I was awakened by the sound of my door being opened and seeing three of the most unfriendly faces. I’m still thinking, Why is everyone so mad at me here? It only takes a second to figure it out – that damn file! The doctor rips off the Band-Aid that I was wearing, which is now dried and crusty with pus. It shot such a pain through my whole body. I don’t know what the doctor did, but now my toe is bleeding for the first time. The doctor poured peroxide on my toe. He then started to rub and wipe away the blood and the foam with such force I was jumping right out of the bed. He yells for me to be still. The doctor kept rubbing and pulling at the infected skin that was now almost covering the whole toe nail from all the swelling. I thought I was going to get physically sick from the pain.

When he was done he said, “In my country this would never have been looked at.” The office said, “That looked like it hurt really bad.” I said, “It’s killing me!” His response was to smile at me, then at the doctor. Let me tell you, there was nothing in that smile that could have been mistaken for friendly. It was a smile that was enjoying my pain. I said nothing. I just wanted them all out of my cell.

I was starting to shake, not knowing what might come next. I sure could not take any more touching of my toe. I could not think of anything to say. The doctor wrapped my toe and said, “You need to toughen up.” Again, I said nothing. My toe was now hurting more than it ever had. It was pounding so badly I wanted to scream out in pain. I wanted to scream out for my Mom. Thank goodness all of them turned to leave.

The day was going by so slow. I had my watch and the seconds seemed like hours. It felt like I had been there for days. I again found my voice and tried to ask the officer if I could please have something to read. I would take anything. I needed to get my mind out of that cell. He replied, “We’ll see, but don’t stand around waiting.” He then laughs and looks down at this thing that at one time was my toe. I asked for toothpaste and a shower, and I was given nothing while I could see others getting the things I asked for.

I was so lonely and sad. When I looked out the window, it felt like the weather was in tune with my mood, for it was dark, gloomy, and pouring rain. As I stood looking out the window I realized how truly sad I am as a person and how just under the surface of my exterior I’m so close to the edge. Nineteen years on October 5. You would think I would have this doing-time thing down. The truth is, the years have made me feel weaker.
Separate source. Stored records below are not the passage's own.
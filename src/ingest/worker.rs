//! Worker loop
//!
//! One cycle runs at most one reprocess job and then at most one ingestion job,
//! both under a snapshot of the default tuning profile taken when the cycle starts.
//! An ingestion job reads the source bytes, parses them, extracts passages,
//! proposes for each kept passage and consolidates the source's witness group.
//! Any failure along the way is normalized into a [`JobFailure`] on the job.

use super::cancel::CancellationToken;
use super::engine::JobEngine;
use crate::capability::{BuiltinParser, Parser, ProposalClient, SourceReader, Translator};
use crate::config::PipelineConfig;
use crate::error::{CurationError, CurationResult, JobFailure, ProcessingError};
use crate::model::*;
use crate::proposal::{HeuristicProposer, ProposalGenerator, ProposalOutcome};
use crate::quality::extraction::ExtractionSummary;
use crate::quality::{Extraction, HeuristicTranslator, QualitySettings};
use crate::reprocess::{self, ReprocessRun};
use crate::store::{sources, SqliteStore, StorageError};
use crate::tuning;
use crate::witness::{self, ConsolidationReport};
use serde::Serialize;
use std::sync::Arc;
use std::time::Duration;
use tracing::{debug, error, info, warn};

/// The external capabilities a worker calls out to.
#[derive(Clone)]
pub struct Capabilities {
    pub parser: Arc<dyn Parser>,
    pub translator: Arc<dyn Translator>,
    pub proposer: Arc<dyn ProposalClient>,
    pub reader: Arc<dyn SourceReader>,
}

impl Capabilities {
    /// Built-in parser with the heuristic translator and proposer.
    pub fn heuristic(reader: Arc<dyn SourceReader>) -> Self {
        Self {
            parser: Arc::new(BuiltinParser::new()),
            translator: Arc::new(HeuristicTranslator::new()),
            proposer: Arc::new(HeuristicProposer::new()),
            reader,
        }
    }

    pub fn with_parser(mut self, parser: Arc<dyn Parser>) -> Self {
        self.parser = parser;
        self
    }

    pub fn with_translator(mut self, translator: Arc<dyn Translator>) -> Self {
        self.translator = translator;
        self
    }

    pub fn with_proposer(mut self, proposer: Arc<dyn ProposalClient>) -> Self {
        self.proposer = proposer;
        self
    }

    /// Read a source's bytes and parse them into text.
    pub async fn load_text(&self, source: &Source) -> Result<String, ProcessingError> {
        let bytes = self
            .reader
            .read(&source.locator)
            .await
            .map_err(|e| ProcessingError::Capability {
                capability: "source_reader".to_string(),
                message: format!("{}: {}", source.locator, e),
            })?;
        self.parser
            .parse(&bytes, &source.format_hint)
            .await
            .map_err(|e| ProcessingError::Parse {
                parser: self.parser.name().to_string(),
                kind: e.kind(),
                message: e.to_string(),
            })
    }
}

#[derive(Debug, Clone, Default, PartialEq, Serialize)]
pub struct JobSummary {
    pub extraction: ExtractionSummary,
    pub proposed: usize,
    pub proposal_skipped: usize,
    pub consolidation: Option<ConsolidationReport>,
}

/// How a claimed ingestion job ended.
#[derive(Debug, Clone, PartialEq)]
pub enum JobRun {
    Completed { job: IngestionJob, summary: JobSummary },
    Failed { job: IngestionJob, failure: JobFailure },
    /// The claim was swept while the job ran; the outcome was discarded.
    ClaimLost { job: IngestionJob },
}

impl JobRun {
    pub fn job(&self) -> &IngestionJob {
        match self {
            Self::Completed { job, .. } | Self::Failed { job, .. } | Self::ClaimLost { job } => job,
        }
    }
}

#[derive(Debug, Clone, Default, PartialEq)]
pub struct CycleReport {
    pub reprocess: Option<ReprocessRun>,
    pub ingestion: Option<JobRun>,
}

impl CycleReport {
    pub fn is_idle(&self) -> bool {
        self.reprocess.is_none() && self.ingestion.is_none()
    }
}

pub struct Worker {
    store: Arc<SqliteStore>,
    capabilities: Capabilities,
    config: PipelineConfig,
}

impl Worker {
    pub fn new(store: Arc<SqliteStore>, capabilities: Capabilities, config: PipelineConfig) -> Self {
        Self {
            store,
            capabilities,
            config,
        }
    }

    pub fn engine(&self) -> JobEngine<'_> {
        JobEngine::new(&self.store, &self.config)
    }

    /// Run cycles until cancelled, sleeping for the poll interval whenever a
    /// cycle finds nothing to do.
    pub async fn run(&self, cancel: &CancellationToken) -> CurationResult<()> {
        let poll = Duration::from_secs(self.config.worker_poll_secs);
        let timeout = Duration::from_secs(self.config.job_timeout_secs);
        info!(poll_secs = self.config.worker_poll_secs, "worker started");

        while !cancel.is_cancelled() {
            if let Err(err) = self.engine().sweep_stale(timeout) {
                error!(error = %err, "stale job sweep failed");
            }
            if let Err(err) = reprocess::sweep_stale(&self.store, timeout, &self.config.operator_id) {
                error!(error = %err, "stale reprocess sweep failed");
            }
            let idle = match self.run_cycle().await {
                Ok(report) => report.is_idle(),
                Err(err) => {
                    error!(error = %err, "worker cycle failed");
                    true
                }
            };
            if idle {
                tokio::select! {
                    _ = cancel.cancelled() => break,
                    _ = tokio::time::sleep(poll) => {}
                }
            }
        }

        info!("worker stopped");
        Ok(())
    }

    /// Run cycles until one finds no work. Returns the number of busy cycles.
    pub async fn run_until_idle(&self) -> CurationResult<usize> {
        let mut cycles = 0;
        while !self.run_cycle().await?.is_idle() {
            cycles += 1;
        }
        Ok(cycles)
    }

    /// One reprocess job, then one ingestion job.
    pub async fn run_cycle(&self) -> CurationResult<CycleReport> {
        let settings = tuning::active_settings(&self.store, &self.config, &self.config.operator_id)?;
        let reprocess = reprocess::run_next(
            &self.store,
            self.capabilities.translator.as_ref(),
            &settings,
            &self.config.operator_id,
        )
        .await?;

        let engine = self.engine();
        let ingestion = match engine.claim_next()? {
            Some(job) => Some(self.process_job(&engine, job, &settings).await?),
            None => None,
        };
        Ok(CycleReport { reprocess, ingestion })
    }

    /// Execute a claimed job under the configured timeout and record the outcome.
    pub async fn process_job(
        &self,
        engine: &JobEngine<'_>,
        job: IngestionJob,
        settings: &QualitySettings,
    ) -> CurationResult<JobRun> {
        let timeout_secs = self.config.job_timeout_secs;
        let run = self.execute(&job, settings);
        let result = match tokio::time::timeout(Duration::from_secs(timeout_secs), run).await {
            Ok(result) => result,
            Err(_) => Err(ProcessingError::Timeout(timeout_secs)),
        };

        let recorded = match result {
            Ok(summary) => {
                let details = serde_json::to_value(&summary).map_err(crate::store::StorageError::from)?;
                engine
                    .complete(&job, details)
                    .map(|done| JobRun::Completed { job: done, summary })
            }
            Err(err) => {
                warn!(job_id = %job.job_id, error = %err, "ingestion attempt failed");
                let failure = JobFailure::from(&err);
                engine
                    .fail(&job, &failure)
                    .map(|failed| JobRun::Failed { job: failed, failure })
            }
        };

        match recorded {
            Err(CurationError::Storage(StorageError::Conflict(reason))) => {
                warn!(job_id = %job.job_id, reason = %reason, "claim lost before the attempt was recorded");
                Ok(JobRun::ClaimLost { job: engine.get(&job.job_id)? })
            }
            other => other,
        }
    }

    async fn execute(&self, job: &IngestionJob, settings: &QualitySettings) -> Result<JobSummary, ProcessingError> {
        let source = self
            .store
            .read(|conn| sources::get_source(conn, &job.source_id))
            .map_err(CurationError::from)?;

        let text = self.capabilities.load_text(&source).await?;
        debug!(job_id = %job.job_id, chars = text.len(), parser = self.capabilities.parser.name(), "parsed source");

        let generator = ProposalGenerator::new(&self.store, self.capabilities.proposer.as_ref(), &self.config);
        let mut summary = JobSummary::default();
        let group_id = source.witness_group_id.clone();

        let mut extraction = Extraction::new(
            &self.store,
            self.capabilities.translator.as_ref(),
            source,
            text,
            settings,
            &self.config.operator_id,
        );
        while let Some(item) = extraction.next().await {
            let extracted = item?;
            if !self.config.proposals_enabled || extracted.passage.relevance_state == RelevanceState::Filtered {
                continue;
            }
            match generator.propose_for_passage(&extracted.passage.passage_id).await {
                Ok(ProposalOutcome::Proposed(_)) => summary.proposed += 1,
                Ok(ProposalOutcome::Skipped { .. }) => summary.proposal_skipped += 1,
                Err(CurationError::TransientProcessing { code, message }) => {
                    return Err(ProcessingError::Capability {
                        capability: self.capabilities.proposer.model_name().to_string(),
                        message: format!("{}: {}", code, message),
                    })
                }
                Err(err) => return Err(err.into()),
            }
        }
        summary.extraction = extraction.summary().clone();

        if let Some(group_id) = group_id {
            summary.consolidation = Some(witness::consolidate(
                &self.store,
                &group_id,
                self.config.consolidation_similarity,
                &self.config.operator_id,
            )?);
        }

        info!(
            job_id = %job.job_id,
            persisted = summary.extraction.persisted,
            existing = summary.extraction.existing,
            skipped = summary.extraction.skipped,
            proposed = summary.proposed,
            quality_version = %settings.quality_version,
            "ingestion job executed"
        );
        Ok(summary)
    }
}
Too many scars on my soul, each one cutting deeper into my being of who I am. I haven’t felt this bad in a long time. This trip has done a toll on me mentally. How much trauma can one man stand in his life before he just folds his hand?

The thing is, when you’re feeling bad, have you ever noticed how you find everything wrong with your surroundings? My typewriter is in need of repair; my TV is on its last leg. My hot pot only works when it wants to. Even something like having holes in your socks can bring you to tears. At the same time, you don’t even care.

My Mom showed me how to be strong, never to give up. She tells me the truth will come out. I promised her I never will quit. I just hope I will be that same person, not allowing all that has happened to me to change the core of who I am. I have been fighting for her, for my family, for Bob and Jim, for you, for the truth, for myself, and for everyone who has stood behind me. Truth be told, I don’t think I could have made it this far without the strength of others in my life. Some days receiving a letter is the only good thing that happens all day.

I’m sorry for going on and on. I just needed someone to talk to. I guess it’s just the month I’m having. I’m tired. I hope some rest will do me good. Thank you for being my friend and thank you for the strength you give me.